Blockers could have gone horribly wrong. The premise of parents trying to stop their teenage daughters from having sex could have been patriarchal, sex-shaming, and antiquated. Instead, in the hands of director Kay Cannon, Blockers ends up as what will likely be one of the best comedies of 2018. Rather than looking at sex itself as evil, the parents trying to stop their kids is standing in not for a loss of “innocence”, but a loss of the parent-child bond that will be forever changed when the kids go off to college. However, a movie about parents trying to stop their kids from going to college would be bizarre, and it’s funnier to watch parents on a wild night out, especially when everyone in the cast is painfully fully.

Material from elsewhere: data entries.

use anchor_lang::prelude::*;
use anchor_lang::system_program;
use anchor_lang::Lamports;
use anchor_spl::token_interface::{
    close_account, transfer_checked, CloseAccount, Mint, TokenAccount, TokenInterface,
    TransferChecked,
};
use crate::error::*;

/// Universal token transfer function that supports both SPL Token and Token 2022
pub fn transfer_token<'a>(
    authority: AccountInfo<'a>,
    from: AccountInfo<'a>,
    to: AccountInfo<'a>,
    mint: AccountInfo<'a>,
    token_program: AccountInfo<'a>,
    amount: u64,
    decimals: u8,
    signer_seeds: Option<&[&[&[u8]]]>,
) -> Result<()> {
    let cpi_accounts = TransferChecked {
        from,
        mint,
        to,
        authority,
    };

    let cpi_ctx = if let Some(seeds) = signer_seeds {
        CpiContext::new_with_signer(token_program, cpi_accounts, seeds)
    } else {
        CpiContext::new(token_program, cpi_accounts)
    };

    transfer_checked(cpi_ctx, amount, decimals)
}

/// Close token account with PDA authority for both SPL Token and Token 2022
pub fn close_token_account_with_pda<'a>(
    token_account: AccountInfo<'a>,
    destination: AccountInfo<'a>,
    authority: AccountInfo<'a>,
    token_program: AccountInfo<'a>,
    signer_seeds: &[&[&[u8]]],
) -> Result<()> {
    if token_account.get_lamports() == 0 {
        return Ok(());
    }

    let close_accounts = CloseAccount {
        account: token_account,
        destination,
        authority,
    };

    close_account(CpiContext::new_with_signer(
        token_program,
        close_accounts,
        signer_seeds,
    ))
}

/// Move lamports from a user wallet into a program account
pub fn deposit_lamports<'a>(
    from: AccountInfo<'a>,
    to: AccountInfo<'a>,
    system_program: AccountInfo<'a>,
    amount: u64,
) -> Result<()> {
    system_program::transfer(
        CpiContext::new(system_program, system_program::Transfer { from, to }),
        amount,
    )
}

/// Move lamports out of an account owned by this program
pub fn release_lamports<'a>(from: &AccountInfo<'a>, to: &AccountInfo<'a>, amount: u64) -> Result<()> {
    from.sub_lamports(amount)?;
    to.add_lamports(amount)?;
    Ok(())
}

/// Lamports held by a program account above its rent exemption minimum
pub fn spendable_lamports(account: &AccountInfo) -> Result<u64> {
    let minimum = Rent::get()?.minimum_balance(account.data_len());
    Ok(account.lamports().saturating_sub(minimum))
}

/// Require that a deposit raised an escrow balance by exactly `expected`
///
/// Balances held before the deposit (a pre-funded PDA) never count as escrow.
pub fn ensure_deposit_delta(before: u64, after: u64, expected: u64) -> Result<()> {
    let received = after
        .checked_sub(before)
        .ok_or(RedPacketError::InvalidAmount)?;
    require!(received == expected, RedPacketError::InvalidAmount);
    Ok(())
}

/// Optional token accounts of an instruction, checked for one transfer
pub struct TokenTransfer<'info> {
    pub from: AccountInfo<'info>,
    pub to: AccountInfo<'info>,
    pub mint: AccountInfo<'info>,
    pub token_program: AccountInfo<'info>,
    pub decimals: u8,
    /// Balance of the source account when resolved
    pub available: u64,
}

impl<'info> TokenTransfer<'info> {
    /**
     * Resolve and validate the token accounts of a transfer
     *
     * - every account must be present (MissingTokenAccounts)
     * - mint and both token accounts must match `expected_mint` (TokenMintMismatch)
     * - `from` must be owned by `from_authority` (InvalidVault)
     * - `to` must be owned by `to_owner` (InvalidRecipient)
     */
    pub fn resolve(
        from: &Option<InterfaceAccount<'info, TokenAccount>>,
        to: &Option<InterfaceAccount<'info, TokenAccount>>,
        mint: &Option<InterfaceAccount<'info, Mint>>,
        token_program: &Option<Interface<'info, TokenInterface>>,
        expected_mint: &Pubkey,
        from_authority: &Pubkey,
        to_owner: &Pubkey,
    ) -> Result<Self> {
        let (Some(from), Some(to), Some(mint), Some(token_program)) =
            (from, to, mint, token_program)
        else {
            return err!(RedPacketError::MissingTokenAccounts);
        };

        require_keys_eq!(mint.key(), *expected_mint, RedPacketError::TokenMintMismatch);
        require_keys_eq!(from.mint, *expected_mint, RedPacketError::TokenMintMismatch);
        require_keys_eq!(to.mint, *expected_mint, RedPacketError::TokenMintMismatch);
        require_keys_eq!(from.owner, *from_authority, RedPacketError::InvalidVault);
        require_keys_eq!(to.owner, *to_owner, RedPacketError::InvalidRecipient);

        Ok(Self {
            from: from.to_account_info(),
            to: to.to_account_info(),
            mint: mint.to_account_info(),
            token_program: token_program.to_account_info(),
            decimals: mint.decimals,
            available: from.amount,
        })
    }

    pub fn transfer(
        &self,
        authority: AccountInfo<'info>,
        amount: u64,
        signer_seeds: Option<&[&[&[u8]]]>,
    ) -> Result<()> {
        transfer_token(
            authority,
            self.from.clone(),
            self.to.clone(),
            self.mint.clone(),
            self.token_program.clone(),
            amount,
            self.decimals,
            signer_seeds,
        )
    }
}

Lisa (Leslie Mann), Mitchell (John Cena), and Hunter (Ike Barinholtz) are about to send their daughters off to college, but before that happens, it’s prom night, and the parents are relatively cool about it until they learn that their daughters Julie (Kathryn Newton), Kayla (Geraldine Viswanathan), and Sam (Gideon Adlon), respectively, have formed a sex pact to lose their virginity. Lisa transfers her anxiety about Julie going to UCLA instead of the close-by University of Chicago; Mitchell, the most provincial of the trio, doesn’t want to see Kayla lose her virginity to the smirking Connor (Miles Robbins); and Hunter is trying to repair the bond with Sam after he cheated on her mother and fell out of his family’s life.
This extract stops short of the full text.